▶ **Assigned task**
Every line of the entries that holds the word "prev" is to be copied.

(Data for the task)

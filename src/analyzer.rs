//! Arithmetic analyzer.
//!
//! The detector only needs three queries: `simplify`, `can_prove`, and
//! `can_prove_equal`. They are backed by a linear-combination normal form
//! over opaque atoms: an integer expression is flattened into
//! `constant + sum(coeff * atom)` where an atom is anything the linearizer
//! cannot see through (a variable, a non-exact floor division, a product of
//! two non-constants). Equality of two expressions is then equality of their
//! normal forms; comparisons and divisibility facts fold when the difference
//! is a bare constant.

use indexmap::IndexMap;

use crate::ast::{floor_div_i64, floor_mod_i64, Expr, ExprKind};

/// Linear combination `constant + sum(coeff_i * atom_i)`.
#[derive(Debug, Clone, Default)]
struct LinForm {
    terms: IndexMap<Expr, i64>,
    constant: i64,
}

impl LinForm {
    fn constant(value: i64) -> Self {
        LinForm {
            terms: IndexMap::new(),
            constant: value,
        }
    }

    fn atom(expr: Expr) -> Self {
        let mut terms = IndexMap::new();
        terms.insert(expr, 1);
        LinForm { terms, constant: 0 }
    }

    fn is_constant(&self) -> bool {
        self.terms.values().all(|c| *c == 0)
    }

    fn add_scaled(&mut self, other: &LinForm, factor: i64) {
        for (atom, coeff) in &other.terms {
            *self.terms.entry(atom.clone()).or_insert(0) += coeff * factor;
        }
        self.constant += other.constant * factor;
    }

    fn scaled(&self, factor: i64) -> LinForm {
        let mut out = LinForm::constant(0);
        out.add_scaled(self, factor);
        out
    }

    fn difference(&self, other: &LinForm) -> LinForm {
        let mut out = self.clone();
        out.add_scaled(other, -1);
        out
    }

    /// Constant value of `self`, when every atom coefficient is zero.
    fn as_constant(&self) -> Option<i64> {
        if self.is_constant() {
            Some(self.constant)
        } else {
            None
        }
    }
}

/// Integer arithmetic oracle used as a black box by the detector.
#[derive(Debug, Default)]
pub struct Analyzer {}

impl Analyzer {
    pub fn new() -> Self {
        Analyzer {}
    }

    /// Normalise an expression. Integer expressions are rebuilt from their
    /// linear normal form; boolean expressions fold comparisons whose sides
    /// differ by a constant.
    pub fn simplify(&self, expr: &Expr) -> Expr {
        match &expr.kind {
            ExprKind::BoolImm(_) => expr.clone(),
            ExprKind::Eq(a, b) => self.simplify_cmp(expr, a, b, |d| d == 0, Expr::equals),
            ExprKind::Lt(a, b) => self.simplify_cmp(expr, a, b, |d| d < 0, Expr::lt),
            ExprKind::Le(a, b) => self.simplify_cmp(expr, a, b, |d| d <= 0, Expr::le),
            ExprKind::Gt(a, b) => self.simplify_cmp(expr, a, b, |d| d > 0, Expr::gt),
            ExprKind::Ge(a, b) => self.simplify_cmp(expr, a, b, |d| d >= 0, Expr::ge),
            ExprKind::And(a, b) => {
                let sa = self.simplify(a);
                let sb = self.simplify(b);
                match (&sa.kind, &sb.kind) {
                    (ExprKind::BoolImm(false), _) | (_, ExprKind::BoolImm(false)) => {
                        Expr::bool_imm(false)
                    }
                    (ExprKind::BoolImm(true), _) => sb,
                    (_, ExprKind::BoolImm(true)) => sa,
                    _ => sa.and(sb),
                }
            }
            ExprKind::IterSplit(_) | ExprKind::IterSum(_) => expr.clone(),
            _ if expr.dtype.is_index() => {
                let form = self.linearize(expr);
                self.rebuild(&form, expr)
            }
            _ => expr.clone(),
        }
    }

    /// Whether the boolean expression is provably true.
    pub fn can_prove(&self, expr: &Expr) -> bool {
        self.simplify(expr).is_const_true()
    }

    /// Whether two integer expressions are provably equal.
    pub fn can_prove_equal(&self, lhs: &Expr, rhs: &Expr) -> bool {
        if lhs == rhs {
            return true;
        }
        if !lhs.dtype.is_index() || !rhs.dtype.is_index() {
            return false;
        }
        let diff = self.linearize(lhs).difference(&self.linearize(rhs));
        diff.as_constant() == Some(0)
    }

    fn simplify_cmp(
        &self,
        orig: &Expr,
        a: &Expr,
        b: &Expr,
        decide: impl Fn(i64) -> bool,
        rebuild: impl Fn(Expr, Expr) -> Expr,
    ) -> Expr {
        if !a.dtype.is_index() || !b.dtype.is_index() {
            return orig.clone();
        }
        let diff = self.linearize(a).difference(&self.linearize(b));
        match diff.as_constant() {
            Some(d) => Expr::bool_imm(decide(d)),
            None => rebuild(self.simplify(a), self.simplify(b)).with_span(orig.span),
        }
    }

    fn linearize(&self, expr: &Expr) -> LinForm {
        match &expr.kind {
            ExprKind::IntImm(v) => LinForm::constant(*v),
            ExprKind::Add(a, b) => {
                let mut form = self.linearize(a);
                form.add_scaled(&self.linearize(b), 1);
                form
            }
            ExprKind::Sub(a, b) => {
                let mut form = self.linearize(a);
                form.add_scaled(&self.linearize(b), -1);
                form
            }
            ExprKind::Mul(a, b) => {
                let la = self.linearize(a);
                let lb = self.linearize(b);
                if let Some(c) = la.as_constant() {
                    lb.scaled(c)
                } else if let Some(c) = lb.as_constant() {
                    la.scaled(c)
                } else {
                    LinForm::atom(self.simplify(a) * self.simplify(b))
                }
            }
            ExprKind::FloorDiv(a, b) => {
                let la = self.linearize(a);
                if let Some(d) = self.linearize(b).as_constant() {
                    if d != 0 {
                        if let Some(form) = exact_floordiv(&la, d) {
                            return form;
                        }
                    }
                }
                LinForm::atom(self.simplify(a).floordiv(self.simplify(b)))
            }
            ExprKind::FloorMod(a, b) => {
                let la = self.linearize(a);
                if let Some(d) = self.linearize(b).as_constant() {
                    if d != 0 && la.terms.values().all(|c| c % d == 0) {
                        return LinForm::constant(floor_mod_i64(la.constant, d));
                    }
                }
                LinForm::atom(self.simplify(a).floormod(self.simplify(b)))
            }
            ExprKind::Min(a, b) => {
                let la = self.linearize(a);
                let lb = self.linearize(b);
                match la.difference(&lb).as_constant() {
                    Some(d) if d <= 0 => la,
                    Some(_) => lb,
                    None => LinForm::atom(self.simplify(a).min(self.simplify(b))),
                }
            }
            ExprKind::Max(a, b) => {
                let la = self.linearize(a);
                let lb = self.linearize(b);
                match la.difference(&lb).as_constant() {
                    Some(d) if d >= 0 => la,
                    Some(_) => lb,
                    None => LinForm::atom(self.simplify(a).max(self.simplify(b))),
                }
            }
            _ => LinForm::atom(expr.clone()),
        }
    }

    fn rebuild(&self, form: &LinForm, orig: &Expr) -> Expr {
        let mut acc: Option<Expr> = None;
        for (atom, coeff) in &form.terms {
            if *coeff == 0 {
                continue;
            }
            let term = if *coeff == 1 {
                atom.clone()
            } else {
                atom.clone() * Expr::int_typed(*coeff, orig.dtype)
            };
            acc = Some(match acc {
                Some(prev) => prev + term,
                None => term,
            });
        }
        let result = match acc {
            Some(prev) if form.constant != 0 => prev + Expr::int_typed(form.constant, orig.dtype),
            Some(prev) => prev,
            None => Expr::int_typed(form.constant, orig.dtype),
        };
        result.with_span(orig.span)
    }
}

/// `floordiv(d*k + c, d) = k + floordiv(c, d)` whenever every atom
/// coefficient is divisible by `d`; `k` is an integer so the identity holds
/// for any remainder constant.
fn exact_floordiv(form: &LinForm, d: i64) -> Option<LinForm> {
    if !form.terms.values().all(|c| c % d == 0) {
        return None;
    }
    let mut out = LinForm::constant(floor_div_i64(form.constant, d));
    for (atom, coeff) in &form.terms {
        if *coeff != 0 {
            out.terms.insert(atom.clone(), coeff / d);
        }
    }
    Some(out)
}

(End Data for the task)

▶ **Answer section**
                Some(prev) => prev + term,
            Some(prev) if form.constant != 0 => prev + Expr::int_typed(form.constant, orig.dtype),
            Some(prev) => prev,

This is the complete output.